AI Article Synopsis

  • The study examined the circulation of HIV-1 resistance mutations in individuals who had not yet received antiretroviral (ARV) treatment as these drugs became more available in Africa.
  • A total of 16 out of 199 treatment-naive individuals were found to carry major resistance mutations; specifically, mutations were identified in both Burkina Faso (8 of 97 patients) and Cameroon (8 of 102 patients) across different classes of ARV drugs.
  • The findings highlight inconsistencies in genotypic interpretations of drug resistance and emphasize the need for ongoing population surveillance to understand and manage ARV drug resistance effectively.

Article Abstract

We analysed whether mutations associated with resistance to antiretroviral (ARV) drugs circulate among treatment-naive HIV-1-infected individuals at a period when these drugs started to become more widely available in Africa. Overall, major resistance mutations in the pol gene, as defined by the International AIDS Society Resistance Testing-USA panel, were observed in 16 treatment-naive individuals. Eight of the 97 patients tested in Burkina Faso bore mutations conferring resistance to one drug class of ARV drugs: two to nucleoside reverse transcriptase inhibitors (NRTIs; M41L [n = 1], M41L+T69S [n = 1]), four to non-NRTIs (NNRTIs; V106A/V [n = 1] and V1081 [n = 3]) and two to protease inhibitors (PIs; L33F [n = 2]).

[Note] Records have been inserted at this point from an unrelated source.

impl GemDevice for DrmDevice {
    // ===========================================================================================
    // Object Lifetime
    // ===========================================================================================

    fn create(&self, size: u64) -> io::Result<GemHandle> {
        let mut args = GemCreateArgs {
            size,
            ..Default::default()
        };
        unsafe {
            self.ioctl(DRM_IOCTL_I915_GEM_CREATE, &mut args)?;
        }
        Ok(args.handle)
    }

    fn close(&self, handle: GemHandle) -> io::Result<()> {
        let mut args = GemCloseArgs { handle, pad: 0 };
        unsafe { self.ioctl(DRM_IOCTL_GEM_CLOSE, &mut args) }
    }

    fn userptr(&self, ptr: NonNull<u8>, size: u64, read_only: bool) -> io::Result<GemHandle> {
        let mut args = GemUserptrArgs {
            user_ptr: ptr.as_ptr() as u64,
            user_size: size,
            flags: if read_only { I915_USERPTR_READ_ONLY } else { 0 },
            handle: 0,
        };
        unsafe {
            self.ioctl(DRM_IOCTL_I915_GEM_USERPTR, &mut args)?;
        }
        Ok(args.handle)
    }

    fn set_tiling(&self, handle: GemHandle, mode: Tiling, stride: u32) -> io::Result<TilingState> {
        let mut args = GemSetTilingArgs {
            handle,
            tiling_mode: mode.to_raw(),
            stride,
            swizzle_mode: 0,
        };
        unsafe {
            self.ioctl(DRM_IOCTL_I915_GEM_SET_TILING, &mut args)?;
        }
        Ok(TilingState {
            mode: Tiling::from_raw(args.tiling_mode),
            swizzle: args.swizzle_mode,
            stride: args.stride,
        })
    }

    fn get_tiling(&self, handle: GemHandle) -> io::Result<(Tiling, u32)> {
        let mut args = GemGetTilingArgs {
            handle,
            ..Default::default()
        };
        unsafe {
            self.ioctl(DRM_IOCTL_I915_GEM_GET_TILING, &mut args)?;
        }
        Ok((Tiling::from_raw(args.tiling_mode), args.swizzle_mode))
    }

    // ===========================================================================================
    // CPU Access
    // ===========================================================================================

    fn mmap(&self, handle: GemHandle, size: u64, kind: MapKind) -> io::Result<NonNull<u8>> {
        match kind {
            MapKind::Cpu | MapKind::Wc => {
                let mut args = GemMmapArgs {
                    handle,
                    size,
                    flags: if kind == MapKind::Wc { I915_MMAP_WC } else { 0 },
                    ..Default::default()
                };
                unsafe {
                    self.ioctl(DRM_IOCTL_I915_GEM_MMAP, &mut args)?;
                }
                NonNull::new(args.addr_ptr as *mut u8)
                    .ok_or_else(|| io::Error::from_raw_os_error(libc::EINVAL))
            }
            MapKind::Gtt => {
                // Fake offset into the device node, mapped with a regular mmap.
                let mut args = GemMmapGttArgs {
                    handle,
                    ..Default::default()
                };
                unsafe {
                    self.ioctl(DRM_IOCTL_I915_GEM_MMAP_GTT, &mut args)?;
                }
                self.mmap_offset(args.offset, size)
            }
        }
    }

    fn munmap(&self, ptr: NonNull<u8>, size: u64) -> io::Result<()> {
        let ret = unsafe { libc::munmap(ptr.as_ptr().cast(), size as usize) };
        if ret < 0 {
            return Err(io::Error::last_os_error());
        }
        Ok(())
    }

    fn set_domain(&self, handle: GemHandle, read_domains: u32, write_domain: u32) -> io::Result<()> {
        let mut args = GemSetDomainArgs {
            handle,
            read_domains,
            write_domain,
        };
        unsafe { self.ioctl(DRM_IOCTL_I915_GEM_SET_DOMAIN, &mut args) }
    }

    fn pread(&self, handle: GemHandle, offset: u64, out: &mut [u8]) -> io::Result<()> {
        let mut args = GemPreadArgs {
            handle,
            pad: 0,
            offset,
            size: out.len() as u64,
            data_ptr: out.as_mut_ptr() as u64,
        };
        unsafe { self.ioctl(DRM_IOCTL_I915_GEM_PREAD, &mut args) }
    }

    fn pwrite(&self, handle: GemHandle, offset: u64, data: &[u8]) -> io::Result<()> {
        let mut args = GemPwriteArgs {
            handle,
            pad: 0,
            offset,
            size: data.len() as u64,
            data_ptr: data.as_ptr() as u64,
        };
        unsafe { self.ioctl(DRM_IOCTL_I915_GEM_PWRITE, &mut args) }
    }

    // ===========================================================================================
    // Residency & Synchronisation
    // ===========================================================================================

    fn busy(&self, handle: GemHandle) -> io::Result<bool> {
        let mut args = GemBusyArgs { handle, busy: 0 };
        unsafe {
            self.ioctl(DRM_IOCTL_I915_GEM_BUSY, &mut args)?;
        }
        Ok(args.busy != 0)
    }

    fn madvise(&self, handle: GemHandle, advice: Madvise) -> bool {
        let mut args = GemMadviseArgs {
            handle,
            madv: match advice {
                Madvise::WillNeed => I915_MADV_WILLNEED,
                Madvise::DontNeed => I915_MADV_DONTNEED,
            },
            // A failed ioctl leaves the pages where they were.
            retained: 1,
        };
        if let Err(e) = unsafe { self.ioctl(DRM_IOCTL_I915_GEM_MADVISE, &mut args) } {
            log::debug!("madvise({handle}) failed: {e}");
        }
        args.retained != 0
    }

    fn wait(&self, handle: GemHandle, timeout_ns: i64) -> io::Result<()> {
        let mut args = GemWaitArgs {
            bo_handle: handle,
            flags: 0,
            timeout_ns,
        };
        unsafe { self.ioctl(DRM_IOCTL_I915_GEM_WAIT, &mut args) }
    }

    fn execbuffer(&self, exec: &mut ExecBuffer<'_>) -> io::Result<()> {
        let mut objects: Vec<GemExecObject2> = exec
            .objects
            .iter()
            .map(|obj| GemExecObject2 {
                handle: obj.handle,
                relocation_count: obj.relocs.len() as u32,
                relocs_ptr: obj.relocs.as_ptr() as u64,
                alignment: obj.alignment,
                offset: obj.offset,
                flags: obj.flags.bits(),
                rsvd1: obj.pad_to_size,
                rsvd2: 0,
            })
            .collect();

        let rsvd2 = match exec.in_fence {
            Some(fd) if exec.flags & (I915_EXEC_FENCE_IN | I915_EXEC_FENCE_SUBMIT) != 0 => {
                u64::from(fd.as_raw_fd() as u32)
            }
            _ => 0,
        };
        let mut args = GemExecbuffer2Args {
            buffers_ptr: objects.as_mut_ptr() as u64,
            buffer_count: objects.len() as u32,
            batch_len: exec.batch_len,
            flags: exec.flags,
            rsvd1: u64::from(exec.ctx_id),
            rsvd2,
            ..Default::default()
        };
        unsafe {
            self.ioctl(DRM_IOCTL_I915_GEM_EXECBUFFER2_WR, &mut args)?;
        }

        for (obj, placed) in exec.objects.iter_mut().zip(&objects) {
            obj.offset = placed.offset;
        }
        if exec.flags & I915_EXEC_FENCE_OUT != 0 {
            let fd = (args.rsvd2 >> 32) as RawFd;
            // SAFETY: the kernel installed a new sync-file fd for this process.
            exec.out_fence = Some(unsafe { OwnedFd::from_raw_fd(fd) });
        }
        Ok(())
    }

    fn pin(&self, handle: GemHandle, alignment: u64) -> io::Result<u64> {
        let mut args = GemPinArgs {
            handle,
            alignment,
            ..Default::default()
        };
        unsafe {
            self.ioctl(DRM_IOCTL_I915_GEM_PIN, &mut args)?;
        }
        Ok(args.offset)
    }

    // ===========================================================================================
    // Contexts
    // ===========================================================================================

    fn context_create(&self) -> io::Result<u32> {
        let mut args = GemContextCreateArgs::default();
        unsafe {
            self.ioctl(DRM_IOCTL_I915_GEM_CONTEXT_CREATE, &mut args)?;
        }
        Ok(args.ctx_id)
    }

    fn context_destroy(&self, ctx_id: u32) -> io::Result<()> {
        let mut args = GemContextDestroyArgs { ctx_id, pad: 0 };
        unsafe { self.ioctl(DRM_IOCTL_I915_GEM_CONTEXT_DESTROY, &mut args) }
    }

    fn context_get_param(&self, ctx_id: u32, param: u64) -> io::Result<u64> {
        let mut args = GemContextParamArgs {
            ctx_id,
            param,
            ..Default::default()
        };
        unsafe {
            self.ioctl(DRM_IOCTL_I915_GEM_CONTEXT_GETPARAM, &mut args)?;
        }
        Ok(args.value)
    }

    fn context_set_param(&self, ctx_id: u32, param: u64, value: u64) -> io::Result<()> {
        let mut args = GemContextParamArgs {
            ctx_id,
            size: 0,
            param,
            value,
        };
        unsafe { self.ioctl(DRM_IOCTL_I915_GEM_CONTEXT_SETPARAM, &mut args) }
    }

    // ===========================================================================================
    // Sharing
    // ===========================================================================================

    fn flink(&self, handle: GemHandle) -> io::Result<u32> {
        let mut args = GemFlinkArgs { handle, name: 0 };
        unsafe {
            self.ioctl(DRM_IOCTL_GEM_FLINK, &mut args)?;
        }
        Ok(args.name)
    }

    fn open_name(&self, name: u32) -> io::Result<(GemHandle, u64)> {
        let mut args = GemOpenArgs {
            name,
            ..Default::default()
        };
        unsafe {
            self.ioctl(DRM_IOCTL_GEM_OPEN, &mut args)?;
        }
        Ok((args.handle, args.size))
    }

    fn prime_handle_to_fd(&self, handle: GemHandle) -> io::Result<OwnedFd> {
        let mut args = PrimeHandleArgs {
            handle,
            flags: DRM_CLOEXEC | DRM_RDWR,
            fd: -1,
        };
        unsafe {
            self.ioctl(DRM_IOCTL_PRIME_HANDLE_TO_FD, &mut args)?;
            Ok(OwnedFd::from_raw_fd(args.fd))
        }
    }

    fn prime_fd_to_handle(&self, fd: BorrowedFd<'_>) -> io::Result<GemHandle> {
        let mut args = PrimeHandleArgs {
            handle: 0,
            flags: 0,
            fd: fd.as_raw_fd(),
        };
        unsafe {
            self.ioctl(DRM_IOCTL_PRIME_FD_TO_HANDLE, &mut args)?;
        }
        Ok(args.handle)
    }

    // ===========================================================================================
    // Topology
    // ===========================================================================================

    fn query_engines(&self) -> io::Result<Vec<EngineInfo>> {
        // First pass sizes the blob, second pass fills it.
        let mut item = QueryItem {
            query_id: DRM_I915_QUERY_ENGINE_INFO,
            ..Default::default()
        };
        let mut args = QueryArgs {
            num_items: 1,
            flags: 0,
            items_ptr: &raw mut item as u64,
        };
        unsafe {
            self.ioctl(DRM_IOCTL_I915_QUERY, &mut args)?;
        }
        if item.length <= 0 {
            return Err(io::Error::from_raw_os_error(-item.length.min(-1)));
        }

        // u64 storage keeps the header and entries aligned.
        let len = item.length as usize;
        let mut blob = vec![0u64; len.div_ceil(size_of::<u64>())];
        item.data_ptr = blob.as_mut_ptr() as u64;
        args.items_ptr = &raw mut item as u64;
        unsafe {
            self.ioctl(DRM_IOCTL_I915_QUERY, &mut args)?;
        }
        if item.length <= 0 {
            return Err(io::Error::from_raw_os_error(-item.length.min(-1)));
        }

        let header = unsafe { ptr::read(blob.as_ptr().cast::<QueryEngineInfoHeader>()) };
        let count = (header.num_engines as usize)
            .min(len.saturating_sub(size_of::<QueryEngineInfoHeader>()) / size_of::<EngineInfoEntry>());
        let first = unsafe {
            blob.as_ptr()
                .cast::<u8>()
                .add(size_of::<QueryEngineInfoHeader>())
                .cast::<EngineInfoEntry>()
        };

        Ok((0..count)
            .map(|i| {
                let entry = unsafe { ptr::read_unaligned(first.add(i)) };
                EngineInfo {
                    class: EngineClass::from_raw(entry.engine.engine_class),
                    instance: entry.engine.engine_instance,
                }
            })
            .collect())
    }

    fn aperture_size(&self) -> io::Result<u64> {
        let mut args = GetApertureArgs::default();
        unsafe {
            self.ioctl(DRM_IOCTL_I915_GEM_GET_APERTURE, &mut args)?;
        }
        Ok(args.aper_size)
    }

    fn available_fences(&self) -> io::Result<u32> {
        let fences = self.get_param(I915_PARAM_NUM_FENCES_AVAIL)?;
        Ok(u32::try_from(fences).unwrap_or(0))
    }
}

In Cameroon, resistance mutations were identified in 8 of 102 patients: three to PIs (M461/L [n = 2], L33F [n = 1]), three to NRTIs (T69N/T [n = 1], M184V [n = 1], A62V [n = 1]) and two to NNRTIs (P236L [n = 1], V1081 [n = 1]). It is important to note that not all genotypic drug-resistance algorithms give similar interpretations to the observed mutations. Population surveillance for ARV drug resistance is required and should be included in all implementation programmes.